(RECORDS PROVIDED Opens)
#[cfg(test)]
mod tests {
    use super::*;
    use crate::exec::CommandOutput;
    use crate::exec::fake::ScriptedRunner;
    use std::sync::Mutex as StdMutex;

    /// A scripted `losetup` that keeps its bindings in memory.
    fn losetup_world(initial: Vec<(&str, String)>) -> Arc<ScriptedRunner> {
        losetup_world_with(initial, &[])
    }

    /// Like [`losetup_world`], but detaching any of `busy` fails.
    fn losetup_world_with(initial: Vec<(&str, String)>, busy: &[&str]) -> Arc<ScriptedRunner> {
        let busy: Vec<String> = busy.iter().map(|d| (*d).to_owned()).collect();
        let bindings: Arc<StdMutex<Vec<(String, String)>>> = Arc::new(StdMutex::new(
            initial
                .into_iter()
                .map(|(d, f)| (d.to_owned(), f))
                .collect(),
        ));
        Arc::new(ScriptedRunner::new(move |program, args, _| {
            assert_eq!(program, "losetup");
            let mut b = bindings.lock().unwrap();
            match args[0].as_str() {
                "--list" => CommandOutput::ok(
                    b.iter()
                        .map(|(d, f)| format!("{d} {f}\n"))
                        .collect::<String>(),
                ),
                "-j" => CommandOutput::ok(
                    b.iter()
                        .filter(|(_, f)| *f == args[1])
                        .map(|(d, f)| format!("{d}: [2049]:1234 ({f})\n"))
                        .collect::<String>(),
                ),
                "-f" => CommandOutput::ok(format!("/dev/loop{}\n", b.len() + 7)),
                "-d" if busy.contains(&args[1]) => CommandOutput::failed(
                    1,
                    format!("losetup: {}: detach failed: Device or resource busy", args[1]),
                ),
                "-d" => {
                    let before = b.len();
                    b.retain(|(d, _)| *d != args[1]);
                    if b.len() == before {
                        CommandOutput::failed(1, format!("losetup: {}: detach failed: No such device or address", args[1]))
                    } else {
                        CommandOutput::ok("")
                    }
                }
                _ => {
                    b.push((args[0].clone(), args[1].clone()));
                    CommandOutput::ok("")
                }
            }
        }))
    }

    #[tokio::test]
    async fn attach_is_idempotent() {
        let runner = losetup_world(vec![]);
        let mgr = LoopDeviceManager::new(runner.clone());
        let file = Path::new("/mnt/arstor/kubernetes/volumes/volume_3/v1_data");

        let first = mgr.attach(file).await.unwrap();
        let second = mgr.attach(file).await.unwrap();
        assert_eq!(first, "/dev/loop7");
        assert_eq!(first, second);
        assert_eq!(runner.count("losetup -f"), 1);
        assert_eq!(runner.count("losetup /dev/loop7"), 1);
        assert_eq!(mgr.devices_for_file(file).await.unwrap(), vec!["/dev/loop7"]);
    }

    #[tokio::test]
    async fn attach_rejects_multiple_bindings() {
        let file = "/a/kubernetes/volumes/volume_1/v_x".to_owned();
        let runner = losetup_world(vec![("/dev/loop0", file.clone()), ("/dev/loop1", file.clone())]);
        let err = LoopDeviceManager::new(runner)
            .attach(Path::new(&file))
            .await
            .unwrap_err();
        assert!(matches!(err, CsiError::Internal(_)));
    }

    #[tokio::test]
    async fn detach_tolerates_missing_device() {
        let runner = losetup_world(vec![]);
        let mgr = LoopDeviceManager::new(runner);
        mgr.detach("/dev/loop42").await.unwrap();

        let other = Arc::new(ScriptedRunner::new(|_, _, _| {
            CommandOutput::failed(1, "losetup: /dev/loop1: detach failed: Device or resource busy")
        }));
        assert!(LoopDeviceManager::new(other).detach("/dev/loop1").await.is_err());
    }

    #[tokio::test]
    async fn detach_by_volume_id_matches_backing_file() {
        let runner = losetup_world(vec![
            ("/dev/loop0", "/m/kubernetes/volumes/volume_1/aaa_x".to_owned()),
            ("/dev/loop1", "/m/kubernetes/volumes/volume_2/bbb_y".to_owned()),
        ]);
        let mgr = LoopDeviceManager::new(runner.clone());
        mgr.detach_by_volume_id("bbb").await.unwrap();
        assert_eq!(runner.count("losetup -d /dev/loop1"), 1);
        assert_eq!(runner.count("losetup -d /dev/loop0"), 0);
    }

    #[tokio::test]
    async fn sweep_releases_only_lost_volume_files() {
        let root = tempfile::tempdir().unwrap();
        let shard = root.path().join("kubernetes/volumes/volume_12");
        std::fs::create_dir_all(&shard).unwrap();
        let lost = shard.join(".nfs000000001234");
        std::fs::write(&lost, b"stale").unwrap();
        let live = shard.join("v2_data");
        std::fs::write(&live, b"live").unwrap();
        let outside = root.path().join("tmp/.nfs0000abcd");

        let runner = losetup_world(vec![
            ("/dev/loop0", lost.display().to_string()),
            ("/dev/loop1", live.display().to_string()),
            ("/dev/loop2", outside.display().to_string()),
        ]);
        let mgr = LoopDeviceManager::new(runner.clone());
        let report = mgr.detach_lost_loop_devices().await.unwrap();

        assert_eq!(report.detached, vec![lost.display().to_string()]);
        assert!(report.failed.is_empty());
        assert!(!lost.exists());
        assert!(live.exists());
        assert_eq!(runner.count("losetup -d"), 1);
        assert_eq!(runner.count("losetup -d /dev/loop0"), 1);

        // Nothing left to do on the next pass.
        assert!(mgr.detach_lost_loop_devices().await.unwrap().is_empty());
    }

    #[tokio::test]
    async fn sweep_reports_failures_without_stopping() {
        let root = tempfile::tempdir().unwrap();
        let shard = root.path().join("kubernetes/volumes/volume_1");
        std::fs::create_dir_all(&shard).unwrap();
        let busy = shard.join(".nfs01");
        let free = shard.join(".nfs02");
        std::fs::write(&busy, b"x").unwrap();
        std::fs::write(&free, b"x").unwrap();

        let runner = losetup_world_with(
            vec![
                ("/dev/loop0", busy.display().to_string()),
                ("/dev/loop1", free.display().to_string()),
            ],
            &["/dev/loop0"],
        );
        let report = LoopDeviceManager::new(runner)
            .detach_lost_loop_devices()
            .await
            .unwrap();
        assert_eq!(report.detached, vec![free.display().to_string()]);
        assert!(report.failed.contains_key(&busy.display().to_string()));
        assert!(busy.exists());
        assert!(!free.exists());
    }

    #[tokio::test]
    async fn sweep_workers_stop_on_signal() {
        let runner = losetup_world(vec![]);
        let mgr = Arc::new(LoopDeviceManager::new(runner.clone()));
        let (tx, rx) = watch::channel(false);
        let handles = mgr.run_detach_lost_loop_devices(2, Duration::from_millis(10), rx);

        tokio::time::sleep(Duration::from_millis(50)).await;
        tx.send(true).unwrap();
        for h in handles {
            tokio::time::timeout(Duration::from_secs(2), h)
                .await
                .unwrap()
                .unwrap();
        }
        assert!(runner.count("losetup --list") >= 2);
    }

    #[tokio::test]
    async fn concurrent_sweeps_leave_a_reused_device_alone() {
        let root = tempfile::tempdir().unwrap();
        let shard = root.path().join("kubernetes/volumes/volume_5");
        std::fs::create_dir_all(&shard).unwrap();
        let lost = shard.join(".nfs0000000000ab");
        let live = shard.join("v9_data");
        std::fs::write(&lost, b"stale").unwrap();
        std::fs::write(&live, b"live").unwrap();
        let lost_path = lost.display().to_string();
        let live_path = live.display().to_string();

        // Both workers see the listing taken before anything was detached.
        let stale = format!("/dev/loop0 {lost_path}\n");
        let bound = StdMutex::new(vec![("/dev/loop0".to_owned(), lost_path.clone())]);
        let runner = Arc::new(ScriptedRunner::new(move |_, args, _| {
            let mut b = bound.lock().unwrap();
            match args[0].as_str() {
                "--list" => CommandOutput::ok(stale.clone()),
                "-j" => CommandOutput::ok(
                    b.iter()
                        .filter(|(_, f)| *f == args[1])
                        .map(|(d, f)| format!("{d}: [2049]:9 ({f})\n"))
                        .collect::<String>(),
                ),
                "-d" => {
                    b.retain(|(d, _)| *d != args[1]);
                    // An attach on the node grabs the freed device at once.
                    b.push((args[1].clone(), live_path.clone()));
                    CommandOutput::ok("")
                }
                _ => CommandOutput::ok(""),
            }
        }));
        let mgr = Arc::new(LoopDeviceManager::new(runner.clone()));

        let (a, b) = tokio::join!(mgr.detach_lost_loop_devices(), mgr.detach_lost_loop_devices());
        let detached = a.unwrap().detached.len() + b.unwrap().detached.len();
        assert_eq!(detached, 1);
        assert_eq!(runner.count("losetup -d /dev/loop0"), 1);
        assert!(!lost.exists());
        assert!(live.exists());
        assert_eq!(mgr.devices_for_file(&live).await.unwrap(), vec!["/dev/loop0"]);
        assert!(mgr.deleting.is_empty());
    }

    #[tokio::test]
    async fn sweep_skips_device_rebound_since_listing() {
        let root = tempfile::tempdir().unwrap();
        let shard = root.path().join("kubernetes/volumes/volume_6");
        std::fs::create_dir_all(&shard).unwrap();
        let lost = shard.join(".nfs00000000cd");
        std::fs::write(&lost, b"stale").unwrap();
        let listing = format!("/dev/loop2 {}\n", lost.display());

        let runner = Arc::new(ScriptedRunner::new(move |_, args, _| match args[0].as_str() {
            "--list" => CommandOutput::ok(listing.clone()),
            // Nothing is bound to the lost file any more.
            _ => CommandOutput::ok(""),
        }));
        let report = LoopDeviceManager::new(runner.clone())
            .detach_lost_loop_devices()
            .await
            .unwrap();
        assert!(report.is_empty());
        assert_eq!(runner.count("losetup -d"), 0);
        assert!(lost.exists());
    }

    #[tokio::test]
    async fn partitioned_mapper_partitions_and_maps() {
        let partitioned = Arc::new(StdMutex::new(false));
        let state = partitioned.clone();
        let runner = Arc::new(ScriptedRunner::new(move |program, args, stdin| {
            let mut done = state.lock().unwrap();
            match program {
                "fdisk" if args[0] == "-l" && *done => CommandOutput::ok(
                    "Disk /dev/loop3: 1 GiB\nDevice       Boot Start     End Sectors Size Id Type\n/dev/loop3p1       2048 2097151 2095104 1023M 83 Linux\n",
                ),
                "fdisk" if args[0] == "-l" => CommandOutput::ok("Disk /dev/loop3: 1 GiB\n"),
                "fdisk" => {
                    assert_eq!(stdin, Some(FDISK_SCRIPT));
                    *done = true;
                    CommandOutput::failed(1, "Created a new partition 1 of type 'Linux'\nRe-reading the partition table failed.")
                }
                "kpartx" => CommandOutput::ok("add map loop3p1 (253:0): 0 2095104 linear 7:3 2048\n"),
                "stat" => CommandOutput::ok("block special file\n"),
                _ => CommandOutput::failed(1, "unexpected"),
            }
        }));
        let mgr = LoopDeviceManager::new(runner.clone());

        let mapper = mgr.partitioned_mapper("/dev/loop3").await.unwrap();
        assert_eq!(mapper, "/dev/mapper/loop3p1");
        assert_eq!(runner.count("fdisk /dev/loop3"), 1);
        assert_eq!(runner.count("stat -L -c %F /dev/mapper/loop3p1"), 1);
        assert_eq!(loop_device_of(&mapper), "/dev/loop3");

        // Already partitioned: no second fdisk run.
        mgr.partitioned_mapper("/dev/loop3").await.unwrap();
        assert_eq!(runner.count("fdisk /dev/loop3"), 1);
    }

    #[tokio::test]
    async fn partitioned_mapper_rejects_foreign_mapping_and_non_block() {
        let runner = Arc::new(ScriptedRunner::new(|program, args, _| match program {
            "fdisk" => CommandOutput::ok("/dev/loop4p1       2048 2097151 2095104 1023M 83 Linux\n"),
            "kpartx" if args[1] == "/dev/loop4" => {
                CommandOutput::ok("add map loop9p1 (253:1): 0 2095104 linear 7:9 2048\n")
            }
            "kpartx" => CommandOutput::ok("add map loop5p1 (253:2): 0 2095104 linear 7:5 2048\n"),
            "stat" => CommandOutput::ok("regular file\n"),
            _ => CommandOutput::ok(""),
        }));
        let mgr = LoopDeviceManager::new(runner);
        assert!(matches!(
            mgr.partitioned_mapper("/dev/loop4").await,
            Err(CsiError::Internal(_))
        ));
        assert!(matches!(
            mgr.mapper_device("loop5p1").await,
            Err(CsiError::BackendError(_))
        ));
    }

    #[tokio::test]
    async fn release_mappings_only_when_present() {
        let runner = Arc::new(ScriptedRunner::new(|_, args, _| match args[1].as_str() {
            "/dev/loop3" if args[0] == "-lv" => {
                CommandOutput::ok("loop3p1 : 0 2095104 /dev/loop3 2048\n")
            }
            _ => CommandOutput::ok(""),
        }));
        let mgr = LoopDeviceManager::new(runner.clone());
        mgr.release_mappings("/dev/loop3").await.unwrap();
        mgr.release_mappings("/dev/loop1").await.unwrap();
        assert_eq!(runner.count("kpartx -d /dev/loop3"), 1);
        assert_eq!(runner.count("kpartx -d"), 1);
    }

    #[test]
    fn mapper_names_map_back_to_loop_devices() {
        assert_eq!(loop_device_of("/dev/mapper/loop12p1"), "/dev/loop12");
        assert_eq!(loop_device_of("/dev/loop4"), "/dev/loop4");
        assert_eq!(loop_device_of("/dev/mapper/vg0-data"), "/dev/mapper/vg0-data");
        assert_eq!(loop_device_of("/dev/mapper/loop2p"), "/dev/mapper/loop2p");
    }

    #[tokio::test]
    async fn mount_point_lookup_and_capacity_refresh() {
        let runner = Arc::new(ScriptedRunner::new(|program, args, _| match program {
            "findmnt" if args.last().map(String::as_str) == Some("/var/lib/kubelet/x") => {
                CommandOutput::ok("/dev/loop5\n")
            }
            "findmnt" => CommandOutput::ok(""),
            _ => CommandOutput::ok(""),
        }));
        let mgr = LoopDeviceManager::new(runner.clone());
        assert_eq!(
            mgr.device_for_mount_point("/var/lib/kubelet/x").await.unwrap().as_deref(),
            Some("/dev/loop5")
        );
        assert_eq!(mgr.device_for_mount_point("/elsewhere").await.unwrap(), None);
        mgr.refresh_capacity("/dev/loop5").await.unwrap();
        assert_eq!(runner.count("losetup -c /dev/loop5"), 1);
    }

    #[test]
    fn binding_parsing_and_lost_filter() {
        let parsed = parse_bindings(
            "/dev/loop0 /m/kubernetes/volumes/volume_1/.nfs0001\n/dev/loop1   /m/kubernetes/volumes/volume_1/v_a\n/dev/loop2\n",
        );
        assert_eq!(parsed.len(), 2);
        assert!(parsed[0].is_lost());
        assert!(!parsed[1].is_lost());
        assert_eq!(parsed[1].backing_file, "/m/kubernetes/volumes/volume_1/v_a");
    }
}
(RECORDS PROVIDED Closes)
(RECORDS PROVIDED Opens)
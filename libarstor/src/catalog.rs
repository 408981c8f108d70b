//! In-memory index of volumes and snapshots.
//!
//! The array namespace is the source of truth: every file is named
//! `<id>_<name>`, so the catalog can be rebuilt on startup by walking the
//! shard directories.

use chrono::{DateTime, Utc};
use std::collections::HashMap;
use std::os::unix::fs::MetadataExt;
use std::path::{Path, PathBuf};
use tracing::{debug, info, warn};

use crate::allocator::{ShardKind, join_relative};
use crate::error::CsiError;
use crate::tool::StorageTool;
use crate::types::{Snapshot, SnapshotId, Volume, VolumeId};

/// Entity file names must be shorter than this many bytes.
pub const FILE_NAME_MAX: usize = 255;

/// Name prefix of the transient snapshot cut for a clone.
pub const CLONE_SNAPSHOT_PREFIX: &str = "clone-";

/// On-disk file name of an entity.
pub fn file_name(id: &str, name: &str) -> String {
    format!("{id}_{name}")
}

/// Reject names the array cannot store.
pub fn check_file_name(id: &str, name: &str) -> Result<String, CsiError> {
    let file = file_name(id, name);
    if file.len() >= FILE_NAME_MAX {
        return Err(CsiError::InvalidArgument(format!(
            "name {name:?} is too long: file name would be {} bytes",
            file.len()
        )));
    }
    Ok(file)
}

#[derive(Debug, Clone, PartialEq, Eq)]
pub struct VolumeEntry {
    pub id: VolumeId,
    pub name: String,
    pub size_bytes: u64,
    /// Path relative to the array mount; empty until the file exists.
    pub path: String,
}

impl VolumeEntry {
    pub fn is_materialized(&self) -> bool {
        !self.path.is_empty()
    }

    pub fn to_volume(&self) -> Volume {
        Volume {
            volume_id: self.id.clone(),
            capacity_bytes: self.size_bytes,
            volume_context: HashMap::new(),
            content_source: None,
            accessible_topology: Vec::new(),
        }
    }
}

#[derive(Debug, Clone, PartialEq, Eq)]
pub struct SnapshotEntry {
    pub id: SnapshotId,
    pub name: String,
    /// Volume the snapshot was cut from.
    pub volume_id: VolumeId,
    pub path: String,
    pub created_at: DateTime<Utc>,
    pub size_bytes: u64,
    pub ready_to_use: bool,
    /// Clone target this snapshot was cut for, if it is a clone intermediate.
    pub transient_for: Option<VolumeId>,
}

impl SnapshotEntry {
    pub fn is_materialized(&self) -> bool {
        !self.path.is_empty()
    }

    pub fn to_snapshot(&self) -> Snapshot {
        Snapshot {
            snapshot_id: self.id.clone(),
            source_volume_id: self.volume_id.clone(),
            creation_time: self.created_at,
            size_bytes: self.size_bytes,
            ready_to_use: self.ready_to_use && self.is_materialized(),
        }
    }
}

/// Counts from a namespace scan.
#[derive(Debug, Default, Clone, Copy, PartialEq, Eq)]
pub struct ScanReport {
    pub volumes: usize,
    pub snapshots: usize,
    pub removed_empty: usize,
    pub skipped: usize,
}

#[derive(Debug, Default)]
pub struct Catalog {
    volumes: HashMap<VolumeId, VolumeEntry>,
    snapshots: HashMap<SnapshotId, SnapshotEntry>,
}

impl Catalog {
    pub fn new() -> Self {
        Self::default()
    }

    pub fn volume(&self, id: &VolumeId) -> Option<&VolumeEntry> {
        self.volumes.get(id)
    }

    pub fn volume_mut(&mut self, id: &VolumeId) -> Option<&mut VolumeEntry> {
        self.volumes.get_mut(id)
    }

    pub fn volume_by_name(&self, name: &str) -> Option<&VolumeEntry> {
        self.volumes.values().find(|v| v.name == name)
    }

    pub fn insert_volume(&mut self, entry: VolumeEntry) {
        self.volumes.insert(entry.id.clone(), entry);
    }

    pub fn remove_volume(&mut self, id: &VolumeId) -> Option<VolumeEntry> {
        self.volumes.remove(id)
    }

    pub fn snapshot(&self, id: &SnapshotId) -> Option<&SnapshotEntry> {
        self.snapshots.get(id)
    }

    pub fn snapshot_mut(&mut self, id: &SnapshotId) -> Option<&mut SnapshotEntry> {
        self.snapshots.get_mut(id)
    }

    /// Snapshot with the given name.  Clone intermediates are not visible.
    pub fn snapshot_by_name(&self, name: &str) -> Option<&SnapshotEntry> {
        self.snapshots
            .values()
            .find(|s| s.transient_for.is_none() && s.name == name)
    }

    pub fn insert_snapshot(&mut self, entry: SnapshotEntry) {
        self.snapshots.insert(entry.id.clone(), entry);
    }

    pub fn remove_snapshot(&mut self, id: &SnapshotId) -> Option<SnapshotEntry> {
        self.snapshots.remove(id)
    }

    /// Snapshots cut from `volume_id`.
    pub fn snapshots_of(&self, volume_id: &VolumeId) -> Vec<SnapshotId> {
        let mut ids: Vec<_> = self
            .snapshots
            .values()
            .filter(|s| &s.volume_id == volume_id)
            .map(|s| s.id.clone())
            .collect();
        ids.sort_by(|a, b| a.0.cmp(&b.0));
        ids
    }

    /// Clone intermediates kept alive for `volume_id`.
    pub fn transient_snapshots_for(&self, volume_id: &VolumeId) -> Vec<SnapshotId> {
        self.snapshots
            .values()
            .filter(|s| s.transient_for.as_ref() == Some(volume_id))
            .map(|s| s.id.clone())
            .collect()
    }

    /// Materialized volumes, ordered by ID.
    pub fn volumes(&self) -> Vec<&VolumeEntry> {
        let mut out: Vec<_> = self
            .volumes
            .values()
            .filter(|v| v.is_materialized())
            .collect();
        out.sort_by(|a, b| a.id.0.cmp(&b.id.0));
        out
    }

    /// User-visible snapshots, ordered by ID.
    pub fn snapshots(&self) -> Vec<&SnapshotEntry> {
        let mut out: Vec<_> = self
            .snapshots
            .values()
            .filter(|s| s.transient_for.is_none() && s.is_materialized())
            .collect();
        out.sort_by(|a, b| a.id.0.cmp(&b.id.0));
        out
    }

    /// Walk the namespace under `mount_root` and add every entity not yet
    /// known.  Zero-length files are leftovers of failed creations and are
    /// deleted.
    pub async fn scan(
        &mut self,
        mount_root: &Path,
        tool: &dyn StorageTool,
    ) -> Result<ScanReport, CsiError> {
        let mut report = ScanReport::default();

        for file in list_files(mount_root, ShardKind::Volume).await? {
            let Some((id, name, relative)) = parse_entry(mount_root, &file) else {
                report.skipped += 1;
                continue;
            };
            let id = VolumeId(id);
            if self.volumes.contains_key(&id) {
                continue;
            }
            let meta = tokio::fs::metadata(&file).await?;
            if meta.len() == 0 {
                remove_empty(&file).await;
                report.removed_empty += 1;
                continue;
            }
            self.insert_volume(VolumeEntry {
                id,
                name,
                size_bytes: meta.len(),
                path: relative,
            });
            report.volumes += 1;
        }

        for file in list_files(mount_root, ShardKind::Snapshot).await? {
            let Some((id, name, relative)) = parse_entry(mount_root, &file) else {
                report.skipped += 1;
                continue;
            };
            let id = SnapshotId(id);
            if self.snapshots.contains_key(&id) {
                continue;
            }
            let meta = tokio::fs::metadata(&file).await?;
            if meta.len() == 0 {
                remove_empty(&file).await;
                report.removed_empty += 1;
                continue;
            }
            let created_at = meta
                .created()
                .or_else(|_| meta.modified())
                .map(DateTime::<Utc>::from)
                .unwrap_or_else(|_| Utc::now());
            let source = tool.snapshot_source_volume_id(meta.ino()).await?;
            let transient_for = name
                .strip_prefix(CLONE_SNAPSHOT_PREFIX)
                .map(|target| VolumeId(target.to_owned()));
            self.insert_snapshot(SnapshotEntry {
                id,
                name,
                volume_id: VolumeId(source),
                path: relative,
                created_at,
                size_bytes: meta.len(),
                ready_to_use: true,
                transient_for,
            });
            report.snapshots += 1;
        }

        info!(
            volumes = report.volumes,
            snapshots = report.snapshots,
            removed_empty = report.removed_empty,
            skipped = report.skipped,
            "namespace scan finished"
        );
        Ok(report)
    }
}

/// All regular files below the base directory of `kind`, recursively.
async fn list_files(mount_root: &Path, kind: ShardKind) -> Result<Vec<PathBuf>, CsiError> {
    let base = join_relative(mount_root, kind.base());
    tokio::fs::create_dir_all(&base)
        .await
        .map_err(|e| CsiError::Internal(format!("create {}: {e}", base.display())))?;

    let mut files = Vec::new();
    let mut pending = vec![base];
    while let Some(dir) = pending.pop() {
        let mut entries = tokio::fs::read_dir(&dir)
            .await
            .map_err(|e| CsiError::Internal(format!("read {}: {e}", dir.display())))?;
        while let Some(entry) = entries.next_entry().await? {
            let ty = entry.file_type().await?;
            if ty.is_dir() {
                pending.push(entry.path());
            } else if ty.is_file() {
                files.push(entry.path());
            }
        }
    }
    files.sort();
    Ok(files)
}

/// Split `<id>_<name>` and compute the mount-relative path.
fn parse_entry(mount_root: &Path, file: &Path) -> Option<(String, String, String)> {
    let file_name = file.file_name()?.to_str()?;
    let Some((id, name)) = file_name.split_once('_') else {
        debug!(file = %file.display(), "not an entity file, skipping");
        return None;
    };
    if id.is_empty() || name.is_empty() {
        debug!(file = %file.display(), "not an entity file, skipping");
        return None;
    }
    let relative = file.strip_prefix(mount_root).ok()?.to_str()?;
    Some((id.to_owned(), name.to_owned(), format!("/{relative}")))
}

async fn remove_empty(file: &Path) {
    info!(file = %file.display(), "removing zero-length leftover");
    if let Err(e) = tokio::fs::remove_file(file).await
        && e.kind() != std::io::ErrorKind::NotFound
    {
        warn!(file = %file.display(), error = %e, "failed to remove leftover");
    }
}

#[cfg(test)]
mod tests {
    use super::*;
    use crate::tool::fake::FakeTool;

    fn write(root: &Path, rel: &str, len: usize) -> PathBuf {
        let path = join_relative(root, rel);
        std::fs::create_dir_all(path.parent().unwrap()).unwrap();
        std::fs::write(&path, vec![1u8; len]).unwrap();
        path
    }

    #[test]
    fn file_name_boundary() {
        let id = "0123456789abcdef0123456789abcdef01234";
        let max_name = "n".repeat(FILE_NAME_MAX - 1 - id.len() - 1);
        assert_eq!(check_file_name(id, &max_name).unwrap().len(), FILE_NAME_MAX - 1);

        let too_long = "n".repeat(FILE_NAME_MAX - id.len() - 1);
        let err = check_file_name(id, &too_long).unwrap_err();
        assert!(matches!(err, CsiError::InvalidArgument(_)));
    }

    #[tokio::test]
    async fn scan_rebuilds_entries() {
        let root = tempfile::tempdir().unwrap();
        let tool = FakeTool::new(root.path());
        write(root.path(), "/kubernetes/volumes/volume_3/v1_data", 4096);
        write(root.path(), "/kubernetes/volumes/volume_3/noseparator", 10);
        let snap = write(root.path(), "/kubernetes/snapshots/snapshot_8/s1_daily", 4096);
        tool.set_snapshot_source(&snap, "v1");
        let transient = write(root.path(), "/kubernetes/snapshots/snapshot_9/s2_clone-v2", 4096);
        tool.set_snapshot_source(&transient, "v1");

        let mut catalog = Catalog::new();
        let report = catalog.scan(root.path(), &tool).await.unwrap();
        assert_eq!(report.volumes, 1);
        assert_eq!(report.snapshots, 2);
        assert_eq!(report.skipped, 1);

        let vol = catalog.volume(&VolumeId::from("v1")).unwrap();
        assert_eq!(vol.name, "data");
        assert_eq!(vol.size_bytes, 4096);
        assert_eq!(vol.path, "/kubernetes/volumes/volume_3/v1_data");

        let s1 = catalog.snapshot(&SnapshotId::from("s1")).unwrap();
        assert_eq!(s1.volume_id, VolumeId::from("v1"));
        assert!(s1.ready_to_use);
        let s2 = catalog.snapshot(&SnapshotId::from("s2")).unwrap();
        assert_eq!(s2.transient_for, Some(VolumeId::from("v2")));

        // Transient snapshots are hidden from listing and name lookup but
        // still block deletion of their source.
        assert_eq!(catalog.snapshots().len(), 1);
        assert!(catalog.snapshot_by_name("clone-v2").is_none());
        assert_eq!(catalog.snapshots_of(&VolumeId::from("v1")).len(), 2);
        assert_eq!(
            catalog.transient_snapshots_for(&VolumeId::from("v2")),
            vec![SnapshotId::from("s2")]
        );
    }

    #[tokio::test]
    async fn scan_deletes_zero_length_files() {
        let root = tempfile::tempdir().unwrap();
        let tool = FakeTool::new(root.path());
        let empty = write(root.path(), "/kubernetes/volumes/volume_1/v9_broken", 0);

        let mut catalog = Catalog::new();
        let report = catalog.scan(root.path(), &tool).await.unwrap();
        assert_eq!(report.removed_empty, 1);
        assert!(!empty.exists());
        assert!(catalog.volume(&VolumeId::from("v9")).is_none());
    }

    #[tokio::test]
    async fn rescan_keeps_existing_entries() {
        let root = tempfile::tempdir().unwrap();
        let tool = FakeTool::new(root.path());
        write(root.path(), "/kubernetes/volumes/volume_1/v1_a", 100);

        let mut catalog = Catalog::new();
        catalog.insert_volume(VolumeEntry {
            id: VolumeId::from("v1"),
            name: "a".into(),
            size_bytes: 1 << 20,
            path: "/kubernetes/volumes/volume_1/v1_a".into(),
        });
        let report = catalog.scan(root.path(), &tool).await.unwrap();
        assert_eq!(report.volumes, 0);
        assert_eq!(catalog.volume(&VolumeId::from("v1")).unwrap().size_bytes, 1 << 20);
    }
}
(RECORDS PROVIDED Closes)
*EXERCISE*. I would like you to report every line in the listing above that contains "intermediates".

*RESULT OF THIS TASK*.
    /// Snapshot with the given name.  Clone intermediates are not visible.
    /// Clone intermediates kept alive for `volume_id`.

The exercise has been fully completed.